An average looking man has reportedly carried out the ultimate random act of kindness by having sexual intercourse with Susan Boyle at her most recent gig.
The breaking of Boyle's walls is the most recent in a long line of random acts of kindness to go viral online, even with the event not being recorded, relieving the general public in a very different manner. However, a picture of a satisfied Susan, smoking a Cuban cigar on her dressing room table has been circulating social media over the past few hours.
The 'Daddy of Gandhi', as some have already dubbed the generous man, has been identified as 45 year old Matt Stick, who was working as a backstage runner at Susan's gig. Matt has since stated that Susan Boyle has received "so much crap" over the years that he decided to be a gentleman to her. This led to an overwhelming sense of guilt building up within him that led to the kindest act on record occurring. "I just felt so bad for her, so I went the whole hog. Bareback and everything!"
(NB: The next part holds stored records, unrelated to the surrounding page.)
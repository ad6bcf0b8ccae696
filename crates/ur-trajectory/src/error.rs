//! 轨迹校验错误类型定义

use thiserror::Error;

/// 轨迹层错误类型
///
/// 所有变体都在插值开始之前产生，出现错误时不会生成任何指令。
#[derive(Error, Debug, Clone, PartialEq)]
pub enum TrajectoryError {
    /// 时间戳 / 位置 / 速度三列长度不一致
    #[error(
        "Column length mismatch: {timestamps} timestamps, {positions} positions, {velocities} velocities"
    )]
    LengthMismatch {
        timestamps: usize,
        positions: usize,
        velocities: usize,
    },

    /// 路点数量不足（至少需要 2 个才能构成一段）
    #[error("Trajectory needs at least 2 waypoints, got {count}")]
    TooFewWaypoints { count: usize },

    /// 时间戳未严格递增
    #[error("Timestamp at index {index} is not strictly increasing ({previous} -> {current})")]
    NonIncreasingTimestamp {
        index: usize,
        previous: f64,
        current: f64,
    },

    /// 关节数量与第一个路点不一致
    #[error("Waypoint {index} has {actual} joints, expected {expected}")]
    JointCountMismatch {
        index: usize,
        expected: usize,
        actual: usize,
    },

    /// 同一路点的速度向量长度与位置向量不一致
    #[error("Waypoint {index} has {position} positions but {velocity} velocities")]
    VelocityLengthMismatch {
        index: usize,
        position: usize,
        velocity: usize,
    },

    /// 出现 NaN 或无穷大
    #[error("Waypoint {index} contains a non-finite value")]
    NonFiniteValue { index: usize },

    /// 最大控制步长无效（必须为有限正数）
    #[error("Invalid max time step: {0} (must be finite and > 0)")]
    InvalidTimeStep(f64),

    /// 控制周期无效（必须为有限正数）
    #[error("Invalid cycle period: {0} (must be finite and > 0)")]
    InvalidCyclePeriod(f64),
}
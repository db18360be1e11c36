//! Contact message handlers.

use axum::{
    Json,
    extract::{Path, Query, State},
    http::StatusCode,
};
use serde::Deserialize;
use tracing::instrument;

use cyna_core::{ContactMessageId, ContactMessageStatus, Email, Permission};

use crate::db::ContactMessageRepository;
use crate::error::AppError;
use crate::middleware::{OptionalAuth, RequireAuth, require_permission};
use crate::models::ContactMessage;
use crate::state::AppState;

/// Contact form data.
#[derive(Debug, Deserialize)]
pub struct SubmitRequest {
    pub email: String,
    pub subject: String,
    pub body: String,
}

/// Submit a contact message (public).
///
/// POST /api/contact-messages
#[instrument(skip(state, auth, body), fields(email = %body.email))]
pub async fn submit(
    State(state): State<AppState>,
    auth: OptionalAuth,
    Json(body): Json<SubmitRequest>,
) -> Result<(StatusCode, Json<ContactMessage>), AppError> {
    let email =
        Email::parse(&body.email).map_err(|e| AppError::BadRequest(e.to_string()))?;

    if body.subject.trim().is_empty() || body.body.trim().is_empty() {
        return Err(AppError::BadRequest(
            "subject and body are required".to_owned(),
        ));
    }

    let message = ContactMessageRepository::new(state.pool())
        .create(
            auth.0.map(|u| u.id),
            &email,
            body.subject.trim(),
            body.body.trim(),
        )
        .await?;

    tracing::info!(message_id = %message.id, "contact message received");
    Ok((StatusCode::CREATED, Json(message)))
}

/// Query parameters for message listings.
#[derive(Debug, Deserialize, Default)]
pub struct ListQuery {
    pub status: Option<ContactMessageStatus>,
}

/// List contact messages.
///
/// GET /api/contact-messages?status=
#[instrument(skip(state, auth))]
pub async fn list(
    State(state): State<AppState>,
    auth: RequireAuth,
    Query(query): Query<ListQuery>,
) -> Result<Json<Vec<ContactMessage>>, AppError> {
    require_permission(&auth.0, Permission::ContactRead)?;

    let messages = ContactMessageRepository::new(state.pool())
        .list(query.status)
        .await?;
    Ok(Json(messages))
}

/// Get a contact message.
///
/// GET /api/contact-messages/{id}
#[instrument(skip(state, auth))]
pub async fn get(
    State(state): State<AppState>,
    auth: RequireAuth,
    Path(id): Path<i32>,
) -> Result<Json<ContactMessage>, AppError> {
    require_permission(&auth.0, Permission::ContactRead)?;

    let message = ContactMessageRepository::new(state.pool())
        .get_by_id(ContactMessageId::new(id))
        .await?
        .ok_or_else(|| AppError::NotFound(format!("contact message {id}")))?;

    Ok(Json(message))
}

/// Response form data.
#[derive(Debug, Deserialize)]
pub struct RespondRequest {
    pub response: String,
}

/// Respond to a contact message: store the response and email the sender.
///
/// POST /api/contact-messages/{id}/respond
#[instrument(skip(state, auth, body))]
pub async fn respond(
    State(state): State<AppState>,
    auth: RequireAuth,
    Path(id): Path<i32>,
    Json(body): Json<RespondRequest>,
) -> Result<Json<ContactMessage>, AppError> {
    require_permission(&auth.0, Permission::ContactRespond)?;

    if body.response.trim().is_empty() {
        return Err(AppError::BadRequest("response is required".to_owned()));
    }

    let repo = ContactMessageRepository::new(state.pool());
    let message = repo
        .get_by_id(ContactMessageId::new(id))
        .await?
        .ok_or_else(|| AppError::NotFound(format!("contact message {id}")))?;

    if message.status == ContactMessageStatus::Responded {
        return Err(AppError::Conflict("message already responded".to_owned()));
    }

    let message = repo.respond(message.id, body.response.trim()).await?;

    state
        .email()
        .send_contact_response(message.email.as_str(), &message.subject, body.response.trim())
        .await?;

    tracing::info!(message_id = %message.id, by = %auth.0.id, "contact message responded");
    Ok(Json(message))
}

/// Close a contact message without responding.
///
/// POST /api/contact-messages/{id}/close
#[instrument(skip(state, auth))]
pub async fn close(
    State(state): State<AppState>,
    auth: RequireAuth,
    Path(id): Path<i32>,
) -> Result<Json<ContactMessage>, AppError> {
    require_permission(&auth.0, Permission::ContactRespond)?;

    let message = ContactMessageRepository::new(state.pool())
        .close(ContactMessageId::new(id))
        .await?;

    Ok(Json(message))
}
Some online critics have stated that this particular random act of kindness could signal an early peak for the popular movement, as it could prove difficult for anyone to be kinder than a man who pops the cherry of a 53 year old woman who resembles an overweight, hairier version of Adrian Chiles. However, rumours surrounding an 'accidental push' of BNP leader Nick Griffiin into the M6, although unsubstantiated at this time, would easily usurp someone banging a Scottish virgin.